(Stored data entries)
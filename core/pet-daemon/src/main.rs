//! Claude Pet daemon entrypoint.
//!
//! Single writer for the pet's status, side messages and progression. Each of
//! those engines runs on its own periodic thread; the socket listener only
//! reads published snapshots and forwards inputs through channels.

use chrono::{DateTime, Utc};
use fs_err as fs;
use std::env;
use std::io::{ErrorKind, Read, Write};
use std::os::unix::net::{UnixListener, UnixStream};
use std::path::Path;
use std::sync::Arc;
use std::thread;
use std::time::Duration;
use tracing::{error, info, warn};
use tracing_subscriber::EnvFilter;

use pet_core::observers::PomodoroAction;
use pet_core::{
    build_sources, load_config, ActivityLabel, Message, MessageQueue, Observation, PetConfig,
    ProgressionEngine, ProgressionStore, StatusEngine, StatusResolver, StorageConfig,
};
use pet_protocol::{
    parse_enqueue_message, parse_feed_push, parse_hook_write, parse_pomodoro, ErrorInfo, Method,
    Request, Response, MAX_REQUEST_BYTES, PROTOCOL_VERSION,
};
use serde_json::Value;

mod shutdown;
mod state;
mod tasks;

use state::SharedState;

const READ_TIMEOUT_SECS: u64 = 2;
const READ_CHUNK_SIZE: usize = 4096;
const ACCEPT_POLL_MS: u64 = 50;
const DEFAULT_MESSAGE_SOURCE: &str = "USER";

fn main() {
    init_logging();
    shutdown::install_signal_handlers();

    let storage = match StorageConfig::from_home() {
        Ok(storage) => storage,
        Err(err) => {
            error!(error = %err, "Failed to resolve storage root");
            std::process::exit(1);
        }
    };

    let config = match load_config(&storage.config_file()) {
        Ok(config) => config,
        Err(err) => {
            warn!(error = %err, "Failed to load config; using defaults");
            PetConfig::default()
        }
    };

    let socket_path = storage.socket_file();
    if let Err(err) = prepare_socket_dir(&socket_path) {
        error!(error = %err, "Failed to prepare daemon socket directory");
        std::process::exit(1);
    }

    if let Err(err) = remove_existing_socket(&socket_path) {
        error!(error = %err, path = %socket_path.display(), "Failed to remove existing socket");
        std::process::exit(1);
    }

    let listener = match UnixListener::bind(&socket_path) {
        Ok(listener) => listener,
        Err(err) => {
            error!(error = %err, path = %socket_path.display(), "Failed to bind daemon socket");
            std::process::exit(1);
        }
    };
    if let Err(err) = listener.set_nonblocking(true) {
        error!(error = %err, "Failed to make daemon socket non-blocking");
        std::process::exit(1);
    }

    let now = Utc::now();
    let mut resolver = StatusResolver::new(config.resolver_config(), now);
    let source_set = build_sources(&config.observers);
    let source_ids: Vec<String> = source_set.ids().into_iter().map(str::to_string).collect();
    let handles = source_set.register_into(&mut resolver);

    let queue = MessageQueue::new(config.message_queue_config());
    let progression = ProgressionEngine::load(
        config.progression_config(),
        ProgressionStore::new(&storage.progression_file()),
        now,
    );

    let shared_state = Arc::new(SharedState::new(
        resolver.current().clone(),
        progression.snapshot(),
        resolver.hook_sender(),
        queue.sender(),
        handles,
        source_ids,
    ));

    let workers = vec![
        tasks::spawn_status_task(
            StatusEngine::new(resolver, config.revert_policy()),
            queue.sender(),
            Arc::clone(&shared_state),
            config.status_tick(),
        ),
        tasks::spawn_progression_task(
            progression,
            queue.sender(),
            Arc::clone(&shared_state),
            config.progression_tick(),
        ),
        tasks::spawn_message_task(queue, Arc::clone(&shared_state), config.message_tick()),
    ];

    info!(
        path = %socket_path.display(),
        sources = ?shared_state.source_ids(),
        "Claude Pet daemon started"
    );

    while !shutdown::requested() {
        match listener.accept() {
            Ok((stream, _)) => {
                if let Err(err) = stream.set_nonblocking(false) {
                    warn!(error = %err, "Failed to configure daemon connection");
                    continue;
                }
                let state = Arc::clone(&shared_state);
                thread::spawn(|| handle_connection(stream, state));
            }
            Err(err) if err.kind() == ErrorKind::WouldBlock => {
                thread::sleep(Duration::from_millis(ACCEPT_POLL_MS));
            }
            Err(err) => {
                warn!(error = %err, "Failed to accept daemon connection");
            }
        }
    }

    info!("Shutdown requested; stopping tasks");
    for worker in workers {
        if worker.join().is_err() {
            warn!("Daemon task panicked during shutdown");
        }
    }
    if let Err(err) = remove_existing_socket(&socket_path) {
        warn!(error = %err, "Failed to remove daemon socket on shutdown");
    }
    info!("Claude Pet daemon stopped");
}

fn init_logging() {
    let debug_enabled = env::var("PET_DEBUG_LOG")
        .map(|value| matches!(value.as_str(), "1" | "true" | "TRUE" | "yes" | "YES"))
        .unwrap_or(false);
    let filter = if debug_enabled {
        EnvFilter::new("debug")
    } else {
        EnvFilter::try_from_default_env().unwrap_or_else(|_| EnvFilter::new("info"))
    };
    tracing_subscriber::fmt().with_env_filter(filter).init();
}

fn prepare_socket_dir(socket_path: &Path) -> Result<(), String> {
    let parent = socket_path
        .parent()
        .ok_or_else(|| "Socket path has no parent".to_string())?;
    fs::create_dir_all(parent).map_err(|err| format!("Failed to create socket directory: {}", err))
}

fn remove_existing_socket(socket_path: &Path) -> Result<(), String> {
    if socket_path.exists() {
        fs::remove_file(socket_path)
            .map_err(|err| format!("Failed to remove existing socket: {}", err))?;
    }
    Ok(())
}

fn handle_connection(mut stream: UnixStream, state: Arc<SharedState>) {
    let request = match read_request(&mut stream) {
        Ok(request) => request,
        Err(err) => {
            warn!(code = %err.code, message = %err.message, "Failed to read request");
            let response = Response::error_with_info(None, err);
            let _ = write_response(&mut stream, response);
            return;
        }
    };

    tracing::debug!(method = ?request.method, id = ?request.id, "Daemon request received");
    let response = handle_request(request, &state, Utc::now());
    let _ = write_response(&mut stream, response);
}

fn read_request(stream: &mut UnixStream) -> Result<Request, ErrorInfo> {
    let _ = stream.set_read_timeout(Some(Duration::from_secs(READ_TIMEOUT_SECS)));

    let mut buffer = Vec::new();
    let mut chunk = [0u8; READ_CHUNK_SIZE];

    loop {
        match stream.read(&mut chunk) {
            Ok(0) => break,
            Ok(n) => {
                buffer.extend_from_slice(&chunk[..n]);
                if buffer.len() > MAX_REQUEST_BYTES {
                    return Err(ErrorInfo::new(
                        "request_too_large",
                        "request exceeded maximum size",
                    ));
                }
                if chunk[..n].contains(&b'\n') {
                    break;
                }
            }
            Err(err) if matches!(err.kind(), ErrorKind::WouldBlock | ErrorKind::TimedOut) => {
                return Err(ErrorInfo::new("read_timeout", "request timed out"));
            }
            Err(err) => {
                return Err(ErrorInfo::new(
                    "read_error",
                    format!("failed to read request: {}", err),
                ));
            }
        }
    }

    if buffer.is_empty() {
        return Err(ErrorInfo::new("empty_request", "request body was empty"));
    }

    let newline_index = buffer.iter().position(|b| *b == b'\n');
    let request_bytes = match newline_index {
        Some(index) => {
            if buffer.len() > index + 1 {
                let trailing = &buffer[index + 1..];
                if trailing.iter().any(|b| !b.is_ascii_whitespace()) {
                    warn!("Extra bytes detected after newline; ignoring trailing data");
                }
            }
            &buffer[..index]
        }
        None => buffer.as_slice(),
    };

    if request_bytes.iter().all(|b| b.is_ascii_whitespace()) {
        return Err(ErrorInfo::new("empty_request", "request body was empty"));
    }

    serde_json::from_slice(request_bytes).map_err(|err| {
        ErrorInfo::new(
            "invalid_json",
            format!("request was not valid JSON: {}", err),
        )
    })
}

fn handle_request(request: Request, state: &SharedState, now: DateTime<Utc>) -> Response {
    if request.protocol_version != PROTOCOL_VERSION {
        return Response::error(
            request.id,
            "protocol_mismatch",
            "unsupported protocol version",
        );
    }

    match request.method {
        Method::GetHealth => Response::ok(
            request.id,
            serde_json::json!({
                "status": "ok",
                "pid": std::process::id(),
                "version": env!("CARGO_PKG_VERSION"),
                "protocol_version": PROTOCOL_VERSION,
                "started_at": state.started_at().to_rfc3339(),
                "sources": state.source_ids(),
            }),
        ),
        Method::GetStatus => match serde_json::to_value(state.status_snapshot(now)) {
            Ok(value) => Response::ok(request.id, value),
            Err(err) => Response::error(
                request.id,
                "serialization_error",
                format!("Failed to serialize status: {}", err),
            ),
        },
        Method::GetProgression => {
            let Some(snapshot) = state.progression_snapshot() else {
                return Response::error(
                    request.id,
                    "progression_unavailable",
                    "progression snapshot is unavailable",
                );
            };
            match serde_json::to_value(snapshot) {
                Ok(value) => Response::ok(request.id, value),
                Err(err) => Response::error(
                    request.id,
                    "serialization_error",
                    format!("Failed to serialize progression: {}", err),
                ),
            }
        }
        Method::HookWrite => handle_hook_write(request, state, now),
        Method::EnqueueMessage => handle_enqueue_message(request, state),
        Method::Pomodoro => handle_pomodoro(request, state, now),
        Method::FeedPush => handle_feed_push(request, state, now),
    }
}

fn require_params(request: &mut Request, what: &str) -> Result<Value, ErrorInfo> {
    request
        .params
        .take()
        .ok_or_else(|| ErrorInfo::new("invalid_params", format!("{} is required", what)))
}

fn handle_hook_write(mut request: Request, state: &SharedState, now: DateTime<Utc>) -> Response {
    let params = match require_params(&mut request, "label") {
        Ok(params) => params,
        Err(err) => return Response::error_with_info(request.id, err),
    };
    let parsed = match parse_hook_write(params) {
        Ok(parsed) => parsed,
        Err(err) => return Response::error_with_info(request.id, err),
    };

    // Future timestamps are clamped to receipt time.
    let at = parsed
        .recorded_at
        .as_deref()
        .and_then(|value| DateTime::parse_from_rfc3339(value).ok())
        .map(|value| value.with_timezone(&Utc).min(now))
        .unwrap_or(now);

    info!(label = %parsed.label, recorded_at = %at, "Received hook write");
    if !state.hook_write(ActivityLabel::new(parsed.label), at) {
        return Response::error(request.id, "status_unavailable", "status task is not running");
    }
    Response::ok(request.id, serde_json::json!({ "accepted": true }))
}

fn handle_enqueue_message(mut request: Request, state: &SharedState) -> Response {
    let params = match require_params(&mut request, "text") {
        Ok(params) => params,
        Err(err) => return Response::error_with_info(request.id, err),
    };
    let parsed = match parse_enqueue_message(params) {
        Ok(parsed) => parsed,
        Err(err) => return Response::error_with_info(request.id, err),
    };

    let source = parsed
        .source
        .as_deref()
        .map(str::trim)
        .filter(|source| !source.is_empty())
        .unwrap_or(DEFAULT_MESSAGE_SOURCE)
        .to_uppercase();
    let mut message = Message::new(parsed.text, source);
    if let Some(ms) = parsed.duration_ms {
        message = message.with_duration(chrono::Duration::milliseconds(ms as i64));
    }
    if parsed.rich {
        message = message.rich();
    }

    if !state.enqueue_message(message) {
        return Response::error(request.id, "queue_unavailable", "message task is not running");
    }
    Response::ok(request.id, serde_json::json!({ "accepted": true }))
}

fn handle_pomodoro(mut request: Request, state: &SharedState, now: DateTime<Utc>) -> Response {
    let params = match require_params(&mut request, "action") {
        Ok(params) => params,
        Err(err) => return Response::error_with_info(request.id, err),
    };
    let parsed = match parse_pomodoro(params) {
        Ok(parsed) => parsed,
        Err(err) => return Response::error_with_info(request.id, err),
    };
    let action = match parsed.action.parse::<PomodoroAction>() {
        Ok(action) => action,
        Err(err) => return Response::error(request.id, "invalid_action", err),
    };

    match state.pomodoro(action, now) {
        Some(status) => match serde_json::to_value(status) {
            Ok(value) => Response::ok(request.id, value),
            Err(err) => Response::error(
                request.id,
                "serialization_error",
                format!("Failed to serialize pomodoro status: {}", err),
            ),
        },
        None => Response::error(
            request.id,
            "pomodoro_disabled",
            "pomodoro is disabled in config.toml",
        ),
    }
}

fn handle_feed_push(mut request: Request, state: &SharedState, now: DateTime<Utc>) -> Response {
    let params = match require_params(&mut request, "source and label") {
        Ok(params) => params,
        Err(err) => return Response::error_with_info(request.id, err),
    };
    let parsed = match parse_feed_push(params) {
        Ok(parsed) => parsed,
        Err(err) => return Response::error_with_info(request.id, err),
    };

    let mut observation = Observation::label(parsed.label.as_str());
    if let Some(message) = &parsed.message {
        observation = observation.with_message(message.as_str());
    }
    if !state.feed_push(&parsed.source, observation, parsed.one_shot, now) {
        let enabled = state.feed_names();
        let enabled = if enabled.is_empty() {
            "none".to_string()
        } else {
            enabled.join(", ")
        };
        return Response::error(
            request.id,
            "unknown_feed",
            format!("feed '{}' is not enabled (enabled: {})", parsed.source, enabled),
        );
    }

    info!(
        feed = %parsed.source,
        label = %parsed.label,
        one_shot = parsed.one_shot,
        "Received feed push"
    );
    Response::ok(request.id, serde_json::json!({ "accepted": true }))
}

fn write_response(stream: &mut UnixStream, response: Response) -> std::io::Result<()> {
    serde_json::to_writer(&mut *stream, &response)?;
    stream.write_all(b"\n")?;
    stream.flush()?;
    Ok(())
}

• **What is being asked**
Whenever a line includes the word "MessageQueue", pull it out of the entries.

• **Solution for this problem**
    build_sources, load_config, ActivityLabel, Message, MessageQueue, Observation, PetConfig,
    let queue = MessageQueue::new(config.message_queue_config());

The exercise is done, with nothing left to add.